Rats make excellent pets, and they live their lives with exuberance and cheerfulness. But, whichever way we look at it, those lives are too short!
Today we are looking at how long rats live and several ways that we can positively impact the lifespan of our rats, through our care and connection. We all want to help our rats live longer and whether it’s through stress reduction or there are many ways that we can do this.
Rat Lifespan – What Do We Know?
It is generally agreed that most wild rats will not reach their first birthday! This means that most wild rats die from predation, food shortages, and human control while they are still young and fit.
Pet rat life expectancy is better, and the average lifespan is around 2 years, though some rats will live to see their third birthday. However, you’ll notice that claims for longevity vary greatly.
The Guinness Book of World Records (1995 edition) puts Rodney the rat – who lived to be 7 years and 4 months – as the oldest verified rat. To put this in context, the oldest verified dog was 29 years and 5 months, while the average dog’s lifespan is around 11 years.
We also know that humans tend to have difficulty accurately recalling when events (like getting a pet) happen. This is called the telescoping effect. That feeling of “knowing somebody forever” comes into play and it is common to find owners overestimating how long they have had a pet.

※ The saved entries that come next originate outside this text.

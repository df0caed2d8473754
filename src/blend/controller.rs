//! State machine blending an articulated skeleton between animation and rigid-body pose.
//!
//! A transition flips authority once when it starts and then, on every [`BlendController::update`],
//! overrides each physics-capable node with a blend between the pose captured at the start and
//! whatever the now active authority wrote this frame. `update` must therefore run after both
//! the animation and the physics systems have written their output.

use serde::{Deserialize, Serialize};

use super::{
    authority::{AnimationAuthority, NoopAnimation, NoopPhysics, PhysicsAuthority},
    pose::BoneSnapshot,
};
use crate::{
    config::BlendConfig,
    core::skeleton::Skeleton,
    error::SetupError,
    utils::{allocator::NodeId, logging::Diagnostics},
};

/// Which authority owns the skeleton, or which way it is blending.
#[derive(Debug, Clone, Copy, PartialEq, Eq, Hash, Serialize, Deserialize, Default)]
pub enum BlendState {
    #[default]
    Animated,
    BlendingToPhysics,
    Physics,
    BlendingToAnimated,
}

impl BlendState {
    pub fn is_blending(self) -> bool {
        matches!(self, BlendState::BlendingToPhysics | BlendState::BlendingToAnimated)
    }

    fn blending(to_physics: bool) -> Self {
        if to_physics {
            BlendState::BlendingToPhysics
        } else {
            BlendState::BlendingToAnimated
        }
    }

    fn terminal(to_physics: bool) -> Self {
        if to_physics {
            BlendState::Physics
        } else {
            BlendState::Animated
        }
    }
}

/// In-flight transition. Dropping it is the whole cancellation story.
#[derive(Debug, Clone)]
struct Transition {
    to_physics: bool,
    duration: f32,
    elapsed: f32,
    start_weight: f32,
    target_weight: f32,
    snapshots: Vec<BoneSnapshot>,
}

impl Transition {
    fn is_complete(&self) -> bool {
        self.elapsed >= self.duration
    }

    fn progress(&self) -> f32 {
        if self.duration <= 0.0 {
            1.0
        } else {
            (self.elapsed / self.duration).clamp(0.0, 1.0)
        }
    }

    fn weight(&self) -> f32 {
        self.start_weight + (self.target_weight - self.start_weight) * self.progress()
    }
}

pub struct BlendController {
    config: BlendConfig,
    bones: Vec<NodeId>,
    state: BlendState,
    weight: f32,
    transition: Option<Transition>,
    animation: Box<dyn AnimationAuthority>,
    physics: Box<dyn PhysicsAuthority>,
    diagnostics: Diagnostics<SetupError>,
}

impl BlendController {
    /// Creates a controller over the physics-capable `bones`, starting fully animated.
    pub fn new(bones: Vec<NodeId>, config: BlendConfig) -> Self {
        let mut controller = Self {
            config: config.sanitized(),
            bones,
            state: BlendState::Animated,
            weight: 0.0,
            transition: None,
            animation: Box::new(NoopAnimation),
            physics: Box::new(NoopPhysics),
            diagnostics: Diagnostics::new("BlendController"),
        };
        if controller.bones.is_empty() {
            controller
                .diagnostics
                .warn_once(SetupError::NoPhysicsBodies, SetupError::NoPhysicsBodies);
        }
        controller.apply_authority(false);
        controller
    }

    /// Installs the animation system and hands it the current authority.
    pub fn with_animation<A>(mut self, animation: A) -> Self
    where
        A: AnimationAuthority + 'static,
    {
        self.set_animation(animation);
        self
    }

    /// Installs the physics system and hands it the current authority.
    pub fn with_physics<P>(mut self, physics: P) -> Self
    where
        P: PhysicsAuthority + 'static,
    {
        self.set_physics(physics);
        self
    }

    pub fn set_animation<A>(&mut self, animation: A)
    where
        A: AnimationAuthority + 'static,
    {
        self.animation = Box::new(animation);
        self.apply_authority(self.is_physics());
    }

    pub fn set_physics<P>(&mut self, physics: P)
    where
        P: PhysicsAuthority + 'static,
    {
        self.physics = Box::new(physics);
        self.apply_authority(self.is_physics());
    }

    pub fn animation_name(&self) -> &str {
        self.animation.name()
    }

    pub fn physics_name(&self) -> &str {
        self.physics.name()
    }

    pub fn state(&self) -> BlendState {
        self.state
    }

    /// 0 = fully animated, 1 = fully physics.
    pub fn weight(&self) -> f32 {
        self.weight
    }

    pub fn is_transitioning(&self) -> bool {
        self.transition.is_some()
    }

    /// True while physics owns the skeleton or the skeleton is blending toward it.
    pub fn is_physics(&self) -> bool {
        matches!(self.state, BlendState::Physics | BlendState::BlendingToPhysics)
    }

    pub fn bones(&self) -> &[NodeId] {
        &self.bones
    }

    pub fn config(&self) -> &BlendConfig {
        &self.config
    }

    pub fn set_config(&mut self, config: BlendConfig) {
        self.config = config.sanitized();
    }

    pub fn begin_to_physics(&mut self, skeleton: &Skeleton, duration: Option<f32>) {
        self.begin_transition(skeleton, true, duration);
    }

    pub fn begin_to_animation(&mut self, skeleton: &Skeleton, duration: Option<f32>) {
        self.begin_transition(skeleton, false, duration);
    }

    /// Starts a blend toward physics or animation, replacing any transition in flight.
    ///
    /// `None` uses the configured default duration; a non-positive duration completes on the
    /// next [`update`](Self::update). The weight continues from its current value.
    pub fn begin_transition(&mut self, skeleton: &Skeleton, to_physics: bool, duration: Option<f32>) {
        self.cancel_transition();

        let duration = match duration {
            None => self.config.default_duration,
            Some(seconds) if seconds.is_finite() => seconds.max(0.0),
            Some(_) => 0.0,
        };

        let mut snapshots = Vec::with_capacity(self.bones.len());
        for &bone in &self.bones {
            match BoneSnapshot::capture(skeleton, bone) {
                Some(snapshot) => snapshots.push(snapshot),
                None => {
                    self.diagnostics.warn_once(
                        SetupError::StaleNode(bone),
                        format!("bone left out of blend: {}", SetupError::StaleNode(bone)),
                    );
                }
            }
        }

        self.apply_authority(to_physics);
        self.state = BlendState::blending(to_physics);
        self.transition = Some(Transition {
            to_physics,
            duration,
            elapsed: 0.0,
            start_weight: self.weight,
            target_weight: if to_physics { 1.0 } else { 0.0 },
            snapshots,
        });
        log::debug!(
            "blend toward {} over {duration}s from weight {}",
            if to_physics { "physics" } else { "animation" },
            self.weight
        );
    }

    /// Switches authority with no blending. State and weight are terminal when this returns.
    pub fn set_immediate(&mut self, to_physics: bool) {
        self.cancel_transition();
        self.weight = if to_physics { 1.0 } else { 0.0 };
        self.apply_authority(to_physics);
        self.state = BlendState::terminal(to_physics);
    }

    /// Advances the transition by `dt` and writes the blended pose of every bone.
    ///
    /// A non-positive `dt` leaves the elapsed time unchanged but still rewrites the bones, since
    /// the authorities may have written them this frame.
    pub fn update(&mut self, skeleton: &mut Skeleton, dt: f32) {
        let Some(transition) = self.transition.as_mut() else {
            return;
        };
        if transition.is_complete() {
            self.finish_transition();
            return;
        }

        if dt.is_finite() && dt > 0.0 {
            transition.elapsed += dt;
        }
        self.weight = transition.weight();

        let progress = transition.progress();
        for snapshot in &transition.snapshots {
            let Some(live) = skeleton.world_pose(snapshot.node) else {
                self.diagnostics.warn_once(
                    SetupError::StaleNode(snapshot.node),
                    format!("bone left out of blend: {}", SetupError::StaleNode(snapshot.node)),
                );
                continue;
            };
            skeleton.set_world_pose(snapshot.node, snapshot.blend_toward(&live, progress));
        }
    }

    fn finish_transition(&mut self) {
        let Some(transition) = self.transition.take() else {
            return;
        };
        self.weight = transition.target_weight;
        self.state = BlendState::terminal(transition.to_physics);
        if !transition.to_physics {
            self.trigger_recovery();
        }
    }

    fn cancel_transition(&mut self) {
        if self.transition.take().is_some() {
            log::debug!(
                "cancelled blend in state {:?} at weight {}",
                self.state,
                self.weight
            );
        }
    }

    fn apply_authority(&mut self, to_physics: bool) {
        for &bone in &self.bones {
            self.physics.set_kinematic(bone, !to_physics);
        }
        self.animation.set_enabled(!to_physics);
    }

    fn trigger_recovery(&mut self) {
        match self.animation.find_trigger(&self.config.recovery_trigger) {
            Some(trigger) => self.animation.fire_trigger(trigger),
            None => log::trace!(
                "animation '{}' has no '{}' trigger",
                self.animation.name(),
                self.config.recovery_trigger
            ),
        }
    }
}
//! Error types for rig setup.
//!
//! Setup failures never abort the host: components that hit one log it and stay inactive until
//! they are reinitialized. Per-frame degenerate input is skipped or clamped and never surfaces here.

use std::fmt;

use crate::utils::allocator::NodeId;

/// Reasons a simulator or controller could not be activated.
#[derive(Debug, Clone, Copy, PartialEq, Eq, Hash)]
pub enum SetupError {
    /// The skeleton provider handed over no usable nodes.
    NoNodes,
    /// Nodes were present but no chain of at least two members could be built.
    NoValidChains,
    /// A blend controller was attached without any physics-capable node.
    NoPhysicsBodies,
    /// A node handle no longer refers to a live skeleton node.
    StaleNode(NodeId),
    /// A node's world transform contains NaN or infinite components.
    InvalidTransform(NodeId),
}

impl fmt::Display for SetupError {
    fn fmt(&self, f: &mut fmt::Formatter) -> fmt::Result {
        match self {
            Self::NoNodes => write!(f, "no skeletal nodes found"),
            Self::NoValidChains => write!(f, "could not build any node chains"),
            Self::NoPhysicsBodies => write!(f, "no physics-capable nodes to blend"),
            Self::StaleNode(node) => write!(f, "node {node} no longer exists"),
            Self::InvalidTransform(node) => write!(f, "node {node} has a non-finite transform"),
        }
    }
}

impl std::error::Error for SetupError {}

/// Convenient Result type alias for setup operations.
pub type Result<T> = std::result::Result<T, SetupError>;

Sources of Rat Lifespan Data
Sadly, there are many sources of extremely misleading information regarding lifespan in rats. It’s hard not to be cynical about Petco’s Rat Care Sheet which quotes average lifespan as “up to 5 years with proper care”. This not only promises the impossible but puts the blame on the owner when the rat dies aged two!
Pets at Home plumps for “can live for around three years with the right level of care.” Better, but still unrealistic. They can live for three years, but by far the majority won’t – regardless of the level of care.
Wikipedia doesn’t help, stating “average lifespan is around 2 to 3 years.” Any source quoting average lifespan needs to put it somewhere around 2 years.
There are studies that look at lifespan in laboratory rats. The one linked states “Sprague-Dawley lab rats – average 707 days (almost exactly 2 years) with a range from just over 6 months to just over 3 years (757 rats).”
A survey of pet rat lifespan in the UK (figures are taken from obituary notices in ProRatA, the NFRS journal), by Angela Clark, 2004 concluded that “the average lifespan was 21.6 months, and 95% percent had died by age 3 years.”
Exciting Research Into Pet Rat Life Expectancy
In view of the advances in veterinary care and nutrition for pet rats, and the informal nature of Angela’s survey, a formal pet rat lifespan project is currently being undertaken on behalf of the NFRS by Mary Giles (UK breeder).
This survey is following various groups of rats, born in both the Spring and Autumn, throughout their lives. It will look at health issues as well as lifespan. Rats are also separated by source into 4 categories:
- Rats bred by registered NFRS breeders who will remain with the breeder for their full lives.
- Rats bred by registered NFRS breeders placed in a non-breeder home.
- Rats purchased from Pets at Home as kittens.
- Rats from litters outside of the fancy or the commercial pet trade, e.g. from an accidental litter, a rescue litter, from hobby breeders, etc.
The first rats were born in the March/April period of 2018 – so full results are expected late 2021. This will be the most comprehensive study of pet rats in terms of health and longevity ever completed and will give a more definitive answer to the longevity question.
Can You Extend Your Rats’ Lifespan?
The short answer to this is a qualified “Yes!”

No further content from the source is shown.